* WHAT THE EXERCISE ASKS *
The answer must be the full set of records, repeated exactly.

Records from a collection:
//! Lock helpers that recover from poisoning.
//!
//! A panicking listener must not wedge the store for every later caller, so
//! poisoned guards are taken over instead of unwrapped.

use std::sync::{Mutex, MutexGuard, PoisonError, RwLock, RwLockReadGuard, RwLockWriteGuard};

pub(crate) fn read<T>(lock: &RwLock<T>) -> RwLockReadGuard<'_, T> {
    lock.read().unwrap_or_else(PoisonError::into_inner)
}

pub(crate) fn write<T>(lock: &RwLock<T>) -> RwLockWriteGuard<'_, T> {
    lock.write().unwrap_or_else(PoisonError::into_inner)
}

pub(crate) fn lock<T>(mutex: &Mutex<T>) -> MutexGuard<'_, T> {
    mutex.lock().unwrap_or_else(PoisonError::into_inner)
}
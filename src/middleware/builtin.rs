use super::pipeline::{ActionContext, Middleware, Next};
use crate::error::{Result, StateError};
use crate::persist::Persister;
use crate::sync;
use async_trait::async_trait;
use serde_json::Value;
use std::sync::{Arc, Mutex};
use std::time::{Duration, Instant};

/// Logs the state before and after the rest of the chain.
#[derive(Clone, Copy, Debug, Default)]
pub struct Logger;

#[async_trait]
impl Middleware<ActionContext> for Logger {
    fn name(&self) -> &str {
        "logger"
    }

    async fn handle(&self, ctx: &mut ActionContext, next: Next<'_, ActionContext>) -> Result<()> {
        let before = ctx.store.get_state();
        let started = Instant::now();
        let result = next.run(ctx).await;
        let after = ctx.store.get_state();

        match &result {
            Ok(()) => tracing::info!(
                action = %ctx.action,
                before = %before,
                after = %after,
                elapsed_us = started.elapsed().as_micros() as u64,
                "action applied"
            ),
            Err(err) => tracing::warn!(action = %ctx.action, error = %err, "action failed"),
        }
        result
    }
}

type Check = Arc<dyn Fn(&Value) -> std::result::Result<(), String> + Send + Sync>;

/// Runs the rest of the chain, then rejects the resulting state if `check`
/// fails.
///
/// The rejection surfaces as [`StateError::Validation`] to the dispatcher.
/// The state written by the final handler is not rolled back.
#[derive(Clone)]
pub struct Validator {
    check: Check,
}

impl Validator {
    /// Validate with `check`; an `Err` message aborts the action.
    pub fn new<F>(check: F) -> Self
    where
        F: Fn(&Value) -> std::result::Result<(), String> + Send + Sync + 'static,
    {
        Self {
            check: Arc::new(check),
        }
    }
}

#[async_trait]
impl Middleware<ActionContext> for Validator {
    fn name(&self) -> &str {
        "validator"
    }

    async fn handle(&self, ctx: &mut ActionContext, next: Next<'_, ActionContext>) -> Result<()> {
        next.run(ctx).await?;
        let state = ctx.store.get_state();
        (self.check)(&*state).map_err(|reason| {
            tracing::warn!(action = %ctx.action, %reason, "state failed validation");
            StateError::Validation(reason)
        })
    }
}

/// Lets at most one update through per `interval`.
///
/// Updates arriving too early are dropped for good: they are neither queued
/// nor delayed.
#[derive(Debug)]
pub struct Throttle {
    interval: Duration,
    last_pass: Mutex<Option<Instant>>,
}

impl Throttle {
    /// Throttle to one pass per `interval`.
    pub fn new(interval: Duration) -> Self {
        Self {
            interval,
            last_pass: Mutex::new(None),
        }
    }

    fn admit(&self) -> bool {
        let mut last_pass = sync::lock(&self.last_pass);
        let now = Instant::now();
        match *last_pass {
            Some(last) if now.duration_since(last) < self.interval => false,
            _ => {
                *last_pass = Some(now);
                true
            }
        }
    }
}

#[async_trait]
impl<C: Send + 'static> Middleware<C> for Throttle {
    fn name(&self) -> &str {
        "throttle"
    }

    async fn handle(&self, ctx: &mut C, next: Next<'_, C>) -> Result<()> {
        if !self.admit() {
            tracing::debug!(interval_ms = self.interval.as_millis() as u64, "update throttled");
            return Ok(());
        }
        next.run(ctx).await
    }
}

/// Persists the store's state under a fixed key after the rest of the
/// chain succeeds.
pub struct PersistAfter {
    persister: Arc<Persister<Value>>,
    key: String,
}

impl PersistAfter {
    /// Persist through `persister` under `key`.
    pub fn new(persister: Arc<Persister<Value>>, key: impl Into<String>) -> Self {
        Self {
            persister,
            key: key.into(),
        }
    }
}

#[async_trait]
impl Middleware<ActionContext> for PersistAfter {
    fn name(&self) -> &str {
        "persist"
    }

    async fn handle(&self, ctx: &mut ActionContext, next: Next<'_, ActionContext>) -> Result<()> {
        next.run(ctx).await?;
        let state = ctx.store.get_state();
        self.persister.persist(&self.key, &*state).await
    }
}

* WORKED SOLUTION *
//! Lock helpers that recover from poisoning.
//!
//! A panicking listener must not wedge the store for every later caller, so
//! poisoned guards are taken over instead of unwrapped.

use std::sync::{Mutex, MutexGuard, PoisonError, RwLock, RwLockReadGuard, RwLockWriteGuard};

pub(crate) fn read<T>(lock: &RwLock<T>) -> RwLockReadGuard<'_, T> {
    lock.read().unwrap_or_else(PoisonError::into_inner)
}

pub(crate) fn write<T>(lock: &RwLock<T>) -> RwLockWriteGuard<'_, T> {
    lock.write().unwrap_or_else(PoisonError::into_inner)
}

pub(crate) fn lock<T>(mutex: &Mutex<T>) -> MutexGuard<'_, T> {
    mutex.lock().unwrap_or_else(PoisonError::into_inner)
}
filename src/middleware/builtin.rs
use super::pipeline::{ActionContext, Middleware, Next};
use crate::error::{Result, StateError};
use crate::persist::Persister;
use crate::sync;
use async_trait::async_trait;
use serde_json::Value;
use std::sync::{Arc, Mutex};
use std::time::{Duration, Instant};

/// Logs the state before and after the rest of the chain.
#[derive(Clone, Copy, Debug, Default)]
pub struct Logger;

#[async_trait]
impl Middleware<ActionContext> for Logger {
    fn name(&self) -> &str {
        "logger"
    }

    async fn handle(&self, ctx: &mut ActionContext, next: Next<'_, ActionContext>) -> Result<()> {
        let before = ctx.store.get_state();
        let started = Instant::now();
        let result = next.run(ctx).await;
        let after = ctx.store.get_state();

        match &result {
            Ok(()) => tracing::info!(
                action = %ctx.action,
                before = %before,
                after = %after,
                elapsed_us = started.elapsed().as_micros() as u64,
                "action applied"
            ),
            Err(err) => tracing::warn!(action = %ctx.action, error = %err, "action failed"),
        }
        result
    }
}

type Check = Arc<dyn Fn(&Value) -> std::result::Result<(), String> + Send + Sync>;

/// Runs the rest of the chain, then rejects the resulting state if `check`
/// fails.
///
/// The rejection surfaces as [`StateError::Validation`] to the dispatcher.
/// The state written by the final handler is not rolled back.
#[derive(Clone)]
pub struct Validator {
    check: Check,
}

impl Validator {
    /// Validate with `check`; an `Err` message aborts the action.
    pub fn new<F>(check: F) -> Self
    where
        F: Fn(&Value) -> std::result::Result<(), String> + Send + Sync + 'static,
    {
        Self {
            check: Arc::new(check),
        }
    }
}

#[async_trait]
impl Middleware<ActionContext> for Validator {
    fn name(&self) -> &str {
        "validator"
    }

    async fn handle(&self, ctx: &mut ActionContext, next: Next<'_, ActionContext>) -> Result<()> {
        next.run(ctx).await?;
        let state = ctx.store.get_state();
        (self.check)(&*state).map_err(|reason| {
            tracing::warn!(action = %ctx.action, %reason, "state failed validation");
            StateError::Validation(reason)
        })
    }
}

/// Lets at most one update through per `interval`.
///
/// Updates arriving too early are dropped for good: they are neither queued
/// nor delayed.
#[derive(Debug)]
pub struct Throttle {
    interval: Duration,
    last_pass: Mutex<Option<Instant>>,
}

impl Throttle {
    /// Throttle to one pass per `interval`.
    pub fn new(interval: Duration) -> Self {
        Self {
            interval,
            last_pass: Mutex::new(None),
        }
    }

    fn admit(&self) -> bool {
        let mut last_pass = sync::lock(&self.last_pass);
        let now = Instant::now();
        match *last_pass {
            Some(last) if now.duration_since(last) < self.interval => false,
            _ => {
                *last_pass = Some(now);
                true
            }
        }
    }
}

#[async_trait]
impl<C: Send + 'static> Middleware<C> for Throttle {
    fn name(&self) -> &str {
        "throttle"
    }

    async fn handle(&self, ctx: &mut C, next: Next<'_, C>) -> Result<()> {
        if !self.admit() {
            tracing::debug!(interval_ms = self.interval.as_millis() as u64, "update throttled");
            return Ok(());
        }
        next.run(ctx).await
    }
}

/// Persists the store's state under a fixed key after the rest of the
/// chain succeeds.
pub struct PersistAfter {
    persister: Arc<Persister<Value>>,
    key: String,
}

impl PersistAfter {
    /// Persist through `persister` under `key`.
    pub fn new(persister: Arc<Persister<Value>>, key: impl Into<String>) -> Self {
        Self {
            persister,
            key: key.into(),
        }
    }
}

#[async_trait]
impl Middleware<ActionContext> for PersistAfter {
    fn name(&self) -> &str {
        "persist"
    }

    async fn handle(&self, ctx: &mut ActionContext, next: Next<'_, ActionContext>) -> Result<()> {
        next.run(ctx).await?;
        let state = ctx.store.get_state();
        self.persister.persist(&self.key, &*state).await
    }
}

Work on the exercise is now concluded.